To document this global paradigm shift, the Article examines the laws of fifteen key jurisdictions for international banking: the U.S., the U.K., France, Germany, Japan, Spain, Switzerland, Belgium, Ireland, Italy, Denmark, Canada, Australia, Mexico, and South Korea. This analysis points to a marked increase in the influence of elected politicians over banking. Politicians’ new powers extend not only over emergencies, but also over financial institutions’ regular operations. Politicians are now at the helm of innovative institutional arrangements, typically in the form of regulatory councils that encompass pre-existing independent agencies. In these councils, supermajority requirements and veto rights designate politicians as the ultimate decision-makers.
The Article shows how this paradigm shift resulted from the interplay of factors unique to the 2008 crisis and long run trends. The collapse of institutions in diverse areas of financial activity, including investment banks, insurance companies, and thrifts, created a sense that independent regulators as a class had failed. Concerns about regulatory capture, combined with disillusionment with the markets’ potential to self-correct, further undermined confidence in past paradigms. Developments in financial markets attracted great interest from ordinary Americans, who over the last two decades have increasingly relied on the financial system for their pension savings, housing credit, and other investments. Politicians could not remain as distant from financial regulation as in the past.

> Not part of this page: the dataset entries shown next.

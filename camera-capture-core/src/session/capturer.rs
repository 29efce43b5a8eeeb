use std::sync::atomic::{AtomicU64, Ordering};
use std::sync::Arc;

use parking_lot::RwLock;
use uuid::Uuid;

use crate::models::camera_models::{
    CameraPosition, CaptureDevice, CaptureDiagnostics, DeviceOrientation, OutputTransform, QualityPreset,
};
use crate::models::config::CapturerConfiguration;
use crate::models::error::CaptureError;
use crate::models::snapshot::SessionSnapshot;
use crate::models::state::{AuthorizationState, SessionState};
use crate::session::configurator::{SessionConfigurator, SessionStatus};
use crate::session::device_selector::DeviceSelector;
use crate::session::frame_sink::DelegateSlot;
use crate::session::queue::{ConfigurationQueue, OperationHandle, SuspendGate};
use crate::traits::authorization::AuthorizationProvider;
use crate::traits::capture_delegate::CaptureDelegate;
use crate::traits::capture_provider::DeviceProvider;
use crate::traits::capture_session::CaptureSession;

/// Live camera capture session.
///
/// Owns a configuration queue whose worker holds the `SessionConfigurator`,
/// and through it the capture graph and frame delivery worker:
/// ```text
/// API calls / orientation events → [ConfigurationQueue] → [SessionConfigurator] → graph
/// [CaptureInput] → [FrameSink] → CaptureDelegate::on_frame
/// ```
///
/// Accessors return values as of the last completed operation.
pub struct FrameCapturer {
    id: Uuid,
    queue: ConfigurationQueue<SessionConfigurator>,
    selector: DeviceSelector,
    delegate: DelegateSlot,
    status: Arc<RwLock<SessionStatus>>,
    authorization: Arc<RwLock<AuthorizationState>>,
    delivered: Arc<AtomicU64>,
}

impl FrameCapturer {
    pub fn new(
        config: CapturerConfiguration,
        authorization: Arc<dyn AuthorizationProvider>,
        devices: Arc<dyn DeviceProvider>,
    ) -> Result<Self, CaptureError> {
        let gate = SuspendGate::new();
        let label = config.configuration_label.clone();
        let configurator = SessionConfigurator::new(config, authorization, Arc::clone(&devices), Arc::clone(&gate))?;

        let delegate = configurator.delegate_slot();
        let status = configurator.status_handle();
        let authorization = configurator.authorization_handle();
        let delivered = configurator.delivered_counter();
        let queue = ConfigurationQueue::spawn(&label, configurator, gate)?;

        let id = Uuid::new_v4();
        log::debug!("frame capturer {} created", id);

        Ok(Self {
            id,
            queue,
            selector: DeviceSelector::new(devices),
            delegate,
            status,
            authorization,
            delivered,
        })
    }

    /// Like `new`, registering `delegate` before anything is queued.
    pub fn with_delegate(
        config: CapturerConfiguration,
        authorization: Arc<dyn AuthorizationProvider>,
        devices: Arc<dyn DeviceProvider>,
        delegate: Arc<dyn CaptureDelegate>,
    ) -> Result<Self, CaptureError> {
        let capturer = Self::new(config, authorization, devices)?;
        capturer.set_delegate(delegate);
        Ok(capturer)
    }

    pub fn id(&self) -> Uuid {
        self.id
    }

    pub fn set_delegate(&self, delegate: Arc<dyn CaptureDelegate>) {
        self.delegate.set(delegate);
    }

    pub fn clear_delegate(&self) {
        self.delegate.clear();
    }

    /// Hold configuration operations until a matching `resume`. Frame
    /// delivery keeps running.
    pub fn suspend(&self) {
        self.queue.suspend();
    }

    pub fn resume(&self) {
        self.queue.resume();
    }

    pub fn is_suspended(&self) -> bool {
        self.queue.is_suspended()
    }

    /// Wait until every operation submitted before this call has run.
    pub fn sync(&self) -> Result<(), CaptureError> {
        self.queue.submit(|_| Ok(())).wait()
    }

    pub fn available_devices(&self) -> Result<Vec<CaptureDevice>, CaptureError> {
        self.selector.available_devices()
    }

    pub fn camera_position(&self) -> CameraPosition {
        self.status.read().camera_position
    }

    pub fn quality_preset(&self) -> QualityPreset {
        self.status.read().quality_preset.clone()
    }

    pub fn device_orientation(&self) -> DeviceOrientation {
        self.status.read().device_orientation
    }

    pub fn output_transform(&self) -> OutputTransform {
        self.status.read().output_transform()
    }

    pub fn active_device(&self) -> Option<CaptureDevice> {
        self.status.read().active_device.clone()
    }

    pub fn authorization_state(&self) -> AuthorizationState {
        *self.authorization.read()
    }

    pub fn diagnostics(&self) -> CaptureDiagnostics {
        let mut diagnostics = self.status.read().diagnostics.clone();
        diagnostics.frames_delivered = self.delivered.load(Ordering::Relaxed);
        diagnostics
    }

    pub fn snapshot(&self) -> SessionSnapshot {
        let status = self.status.read().clone();
        SessionSnapshot {
            session_id: self.id.to_string(),
            taken_at: chrono::Utc::now().to_rfc3339(),
            state: status.state,
            authorization: self.authorization_state(),
            camera_position: status.camera_position,
            quality_preset: status.quality_preset.clone(),
            device_orientation: status.device_orientation,
            output_transform: status.output_transform(),
            active_device: status.active_device.clone(),
            diagnostics: self.diagnostics(),
        }
    }
}

impl CaptureSession for FrameCapturer {
    fn state(&self) -> SessionState {
        self.status.read().state
    }

    fn configure(&self) -> OperationHandle<()> {
        self.queue.submit(|session| session.configure())
    }

    fn start(&self) -> OperationHandle<()> {
        self.queue.submit(|session| session.start())
    }

    fn stop(&self) -> OperationHandle<()> {
        self.queue.submit(|session| session.stop())
    }

    fn set_camera_position(&self, position: CameraPosition) -> OperationHandle<()> {
        self.queue.submit(move |session| session.set_camera_position(position))
    }

    fn set_quality_preset(&self, preset: QualityPreset) -> OperationHandle<()> {
        self.queue.submit(move |session| session.set_quality_preset(preset))
    }

    fn set_device_orientation(&self, orientation: DeviceOrientation) -> Result<OperationHandle<()>, CaptureError> {
        if !orientation.is_applicable() {
            return Err(CaptureError::InvalidOrientation);
        }
        Ok(self.queue.submit(move |session| session.set_device_orientation(orientation)))
    }
}

#[cfg(test)]
mod tests {
    use std::thread;
    use std::time::Duration;

    use super::*;
    use crate::models::camera_models::VideoRotation;
    use crate::testing::{MockAuthorization, MockDevices, RecordingDelegate};

    const WAIT: Duration = Duration::from_secs(2);

    fn capturer(auth: Arc<MockAuthorization>, devices: Arc<MockDevices>) -> (FrameCapturer, Arc<RecordingDelegate>) {
        let recorder = RecordingDelegate::new();
        let capturer =
            FrameCapturer::with_delegate(CapturerConfiguration::default(), auth, devices, recorder.clone()).unwrap();
        (capturer, recorder)
    }

    #[test]
    fn start_delivers_frames() {
        let devices = MockDevices::phone();
        let (capturer, recorder) = capturer(MockAuthorization::answering(true), Arc::clone(&devices));

        capturer.start().wait().unwrap();
        assert_eq!(capturer.state(), SessionState::Running);
        assert_eq!(capturer.authorization_state(), AuthorizationState::Granted);

        for tag in 0..3 {
            devices.emit_frame(tag);
        }
        assert!(recorder.wait_for_frames(3, WAIT));
        let frames = recorder.frames();
        assert!(frames.iter().all(|f| f.device.id == "front" && f.transform.mirrored));
        assert_eq!(capturer.diagnostics().frames_delivered, 3);
    }

    #[test]
    fn double_start_activates_once() {
        let devices = MockDevices::phone();
        let (capturer, _recorder) = capturer(MockAuthorization::answering(true), Arc::clone(&devices));

        capturer.start();
        capturer.start().wait().unwrap();

        assert_eq!(devices.start_count(), 1);
        assert_eq!(capturer.diagnostics().production_activations, 1);
    }

    #[test]
    fn operations_run_in_submission_order() {
        let devices = MockDevices::phone();
        let (capturer, recorder) = capturer(MockAuthorization::answering(true), Arc::clone(&devices));

        capturer.configure();
        capturer.start();
        capturer.set_camera_position(CameraPosition::Back);
        capturer.stop();
        capturer.sync().unwrap();

        assert_eq!(capturer.state(), SessionState::Stopped);
        assert_eq!(capturer.active_device().unwrap().id, "back");
        assert_eq!(
            recorder.states(),
            vec![
                SessionState::Configuring,
                SessionState::Configured,
                SessionState::Running,
                SessionState::Stopped
            ]
        );
    }

    #[test]
    fn denied_permission_scenario() {
        let devices = MockDevices::phone();
        let (capturer, recorder) = capturer(MockAuthorization::answering(false), Arc::clone(&devices));

        assert_eq!(capturer.configure().wait(), Err(CaptureError::PermissionDenied));
        assert_eq!(capturer.state(), SessionState::Unconfigured);

        assert_eq!(capturer.start().wait(), Err(CaptureError::PermissionDenied));
        assert_eq!(capturer.state(), SessionState::Unconfigured);
        assert_eq!(devices.input_creations(), 0);
        assert_eq!(devices.output_creations(), 0);
        assert!(capturer.active_device().is_none());
        assert!(recorder.frames().is_empty());
    }

    #[test]
    fn permission_prompt_suspends_queue() {
        let devices = MockDevices::phone();
        let auth = MockAuthorization::deferred();
        let (capturer, _recorder) = capturer(Arc::clone(&auth), Arc::clone(&devices));

        let configured = capturer.configure();
        let moved = capturer.set_camera_position(CameraPosition::Back);
        assert!(auth.wait_for_request(WAIT));
        assert!(capturer.is_suspended());
        assert_eq!(capturer.authorization_state(), AuthorizationState::Requesting);

        thread::sleep(Duration::from_millis(50));
        assert_eq!(capturer.state(), SessionState::Configuring);
        assert_eq!(capturer.camera_position(), CameraPosition::Front);

        auth.complete(true);
        configured.wait().unwrap();
        moved.wait().unwrap();

        assert!(!capturer.is_suspended());
        assert_eq!(capturer.active_device().unwrap().id, "back");
        assert_eq!(devices.input_creations(), 2);
    }

    #[test]
    fn other_orientation_rejected_synchronously() {
        let devices = MockDevices::phone();
        let (capturer, _recorder) = capturer(MockAuthorization::answering(true), Arc::clone(&devices));
        capturer.configure().wait().unwrap();

        assert!(matches!(
            capturer.set_device_orientation(DeviceOrientation::Other),
            Err(CaptureError::InvalidOrientation)
        ));
        capturer
            .set_device_orientation(DeviceOrientation::LandscapeLeft)
            .unwrap()
            .wait()
            .unwrap();

        assert_eq!(capturer.device_orientation(), DeviceOrientation::LandscapeLeft);
        assert_eq!(capturer.output_transform().rotation, VideoRotation::LandscapeRight);
    }

    #[test]
    fn quality_change_while_running_keeps_delivery() {
        let devices = MockDevices::phone();
        let (capturer, recorder) = capturer(MockAuthorization::answering(true), Arc::clone(&devices));
        capturer.start().wait().unwrap();
        devices.emit_frame(1);

        capturer.set_quality_preset(QualityPreset::new("q2")).wait().unwrap();
        devices.emit_frame(2);

        assert!(recorder.wait_for_frames(2, WAIT));
        assert_eq!(capturer.quality_preset().as_str(), "q2");
        assert_eq!(devices.start_count(), 1);
        assert_eq!(devices.stop_count(), 0);
        assert_eq!(capturer.diagnostics().input_attaches, 1);
        let frames = recorder.frames();
        assert_eq!(frames[0].preset, QualityPreset::medium());
        assert_eq!(frames[1].preset.as_str(), "q2");
    }

    #[test]
    fn queued_frames_keep_capture_time_settings() {
        let devices = MockDevices::phone();
        let (capturer, recorder) = capturer(MockAuthorization::answering(true), Arc::clone(&devices));
        capturer.start().wait().unwrap();

        recorder.pause();
        devices.emit_frame(1);
        devices.emit_frame(2);
        capturer.set_camera_position(CameraPosition::Back).wait().unwrap();
        capturer
            .set_device_orientation(DeviceOrientation::LandscapeLeft)
            .unwrap()
            .wait()
            .unwrap();
        devices.emit_frame(3);
        recorder.release();

        assert!(recorder.wait_for_frames(3, WAIT));
        let frames = recorder.frames();
        for front in &frames[..2] {
            assert_eq!(front.device.id, "front");
            assert!(front.transform.mirrored);
            assert_eq!(front.transform.rotation, VideoRotation::Portrait);
        }
        assert_eq!(frames[2].device.id, "back");
        assert!(!frames[2].transform.mirrored);
        assert_eq!(frames[2].transform.rotation, VideoRotation::LandscapeRight);
    }

    #[test]
    fn drop_while_suspended_stops_production() {
        let devices = MockDevices::phone();
        let (capturer, recorder) = capturer(MockAuthorization::answering(true), Arc::clone(&devices));
        capturer.start().wait().unwrap();

        capturer.suspend();
        let pending = capturer.set_quality_preset(QualityPreset::high());
        drop(capturer);

        assert_eq!(pending.wait(), Ok(()));
        assert_eq!(devices.stop_count(), 1);
        assert!(devices.emit_frame(1).is_none());
        assert!(recorder.frames().is_empty());
    }

    #[test]
    fn cleared_delegate_stops_callbacks() {
        let devices = MockDevices::phone();
        let (capturer, recorder) = capturer(MockAuthorization::answering(true), Arc::clone(&devices));
        capturer.start().wait().unwrap();

        capturer.clear_delegate();
        devices.emit_frame(1);
        capturer.sync().unwrap();
        thread::sleep(Duration::from_millis(50));

        assert!(recorder.frames().is_empty());
    }

    #[test]
    fn snapshot_serializes() {
        let devices = MockDevices::phone();
        let (capturer, _recorder) = capturer(MockAuthorization::answering(true), Arc::clone(&devices));
        capturer.start().wait().unwrap();

        let snapshot = capturer.snapshot();
        assert_eq!(snapshot.session_id, capturer.id().to_string());
        assert_eq!(snapshot.state, SessionState::Running);

        let json = snapshot.to_json().unwrap();
        let parsed: SessionSnapshot = serde_json::from_str(&json).unwrap();
        assert_eq!(parsed, snapshot);
        assert!(json.contains("\"running\""));
    }

    #[test]
    fn drop_stops_production() {
        let devices = MockDevices::phone();
        let (capturer, _recorder) = capturer(MockAuthorization::answering(true), Arc::clone(&devices));
        capturer.start().wait().unwrap();

        drop(capturer);
        assert_eq!(devices.stop_count(), 1);
    }
}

From a normative standpoint, politicians’ greater involvement in financial regulation is in line with calls for enhanced presidential control over independent agencies. Scholars have argued that the President’s stamp of approval will increase accountability and boost the legitimacy of hard choices, such as bank bailouts. However, greater political involvement might endanger financial stability, this Article argues. Electoral strategizing can influence politicians’ bailout choices, as incumbents might be particularly sensitive to upheavals as elections approach. Politicians are also under pressure from groups at ideological extremes, which often express a deep distrust to the financial system. In this climate, financial institutions are likely to lobby politicians more intensely. Thus, the risk of a financial catastrophe may now hinge upon considerations that have little to do with the health of the financial system.”